» Your goal: The entries below are to be printed again word for word.

» Exercise material:
══════════

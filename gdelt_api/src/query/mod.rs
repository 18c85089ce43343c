mod common;
pub use self::common::{DateWindow, Query};

mod granularity;
pub use self::granularity::Granularity;

mod classify;
pub use self::classify::{classify, QueryKind};

mod mode;
pub use self::mode::{Action, ApiVersion, ModeHint, ModeResolution};

mod request;
pub use self::request::{GdeltRequest, ModeFields};

mod search;
pub use self::search::{SearchQuery, DEFAULT_WINDOW_DAYS};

══════════

» Response to this task:
filename gdelt_api/src/query/mod.rs
repository 18c85089ce43343c
mod common;
pub use self::common::{DateWindow, Query};

mod granularity;
pub use self::granularity::Granularity;

mod classify;
pub use self::classify::{classify, QueryKind};

mod mode;
pub use self::mode::{Action, ApiVersion, ModeHint, ModeResolution};

mod request;
pub use self::request::{GdeltRequest, ModeFields};

mod search;
pub use self::search::{SearchQuery, DEFAULT_WINDOW_DAYS};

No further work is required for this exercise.